HarhoffはEU・イスラエル・アメリカ・日本の発明者/企業を対象とした調査を通じて、ユーザーイノベーションについての分析を行っている。本報告ではイノベーションの創出において生産者である企業とユーザー/顧客が公式/非公式に協業した場合、生み出される特許の価値や商業化の可能性が向上すると結論づけている。

(参照)
Harhoff D (2016) Context, Capabilities, and In centives - The Core and the Periphery of User Innovation, In Harhoff D, Lakhani K R (eds) Revolutionizing Innovation Users, Communities, and Open Innovation, MIT Press, Cambridge, Massachusetts, 27-44

ユーザーは投資を伴わずに既存の知識や能力を用いてイノベーションに取り組むため、コスト面で企業よりも有利である。Luethjeらはユーザーイノベーションが生産者によるイノベーションと比べて以下の強みを持つと報告している
  1. 機会の同定とニーズの理解
    • 自身が把握しているためニーズ情報へのクセスが容易である
    • ニーズを明らかにするために日々の活動を通して様々な検証を行える
  2. ソリューションの開発
    • よりオープンかつ柔軟に複数の知識を組み合わせられる
    • 規制・安全基準・権利などを考慮する必要がない
    •  サンクコストの影響が少ない
    •  他人が見出したソリューション情報へのアクセスが容易である
  3. ソリューションの検証と改善
    • 日々の活動を通してソリューションを検証できる
    • 試作したものを自身で検証できる
    • 素早く安価に試行錯誤を行える
    • 他人が行った試験結果をより深く理解できる
(参照)
Luethje C, Stockstrom C (2016) Cost Advantages in Innovation - A Comparison of Users and Manufacturers, In Harhoff D, Lakhani K R (eds) Revolutionizing Innovation Users, Communities, and Open Innovation, MIT Press, Cambridge, Massachusetts, 45-65

つまり従来の生産者によるイノベーションと比較して、ユーザーイノベーションはより低いコストで高い成果を実現できる。

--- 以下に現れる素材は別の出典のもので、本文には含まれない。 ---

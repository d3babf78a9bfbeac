use glam::Vec2;

/// Converts absolute cursor samples into per-event deltas.
///
/// The first sample after construction or [`reset`](Self::reset) primes
/// the tracker and yields a zero delta, so the viewpoint never jumps on
/// the first mouse event or after a refocus.
#[derive(Debug, Clone, Default)]
pub struct CursorTracker {
    last: Option<Vec2>,
}

impl CursorTracker {
    /// Create an unprimed tracker.
    #[must_use]
    pub fn new() -> Self {
        Self::default()
    }

    /// Feed an absolute cursor position; returns the delta from the
    /// previous sample (zero for the priming sample).
    pub fn sample(&mut self, x: f32, y: f32) -> Vec2 {
        let pos = Vec2::new(x, y);
        let delta = self.last.map_or(Vec2::ZERO, |last| pos - last);
        self.last = Some(pos);
        delta
    }

    /// Forget the last sample; the next one primes without a delta.
    pub fn reset(&mut self) {
        self.last = None;
    }
}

オープンイノベーションとユーザーイノベーションの違い

オープンイノベーションは「組織の境界線にとらわれず、内部と外部のあらゆるリソースを効率よく組み合わせることでイノベーションの創出を最大化する」考え方である。対象がユーザー/顧客である時に、ユーザーイノベーションの考え方が用いられる。

前述したようにイノベーションの創出にはニーズに関する情報・ソリューションに関する情報・ソリューションの開発能力が必要である。最も獲得が難しいものがニーズ関する情報であり、それを対象とするユーザーイノベーションはオープンイノベーションを検討する上で重要な考え方である。

おわりに

本稿ではオープンイノベーションと共に議論されるユーザーイノベーションについて紹介した。クラウドソーシングと同じくオープンイノベーションに関連が深い研究領域であるため、引き続きその動向に注目していきたい。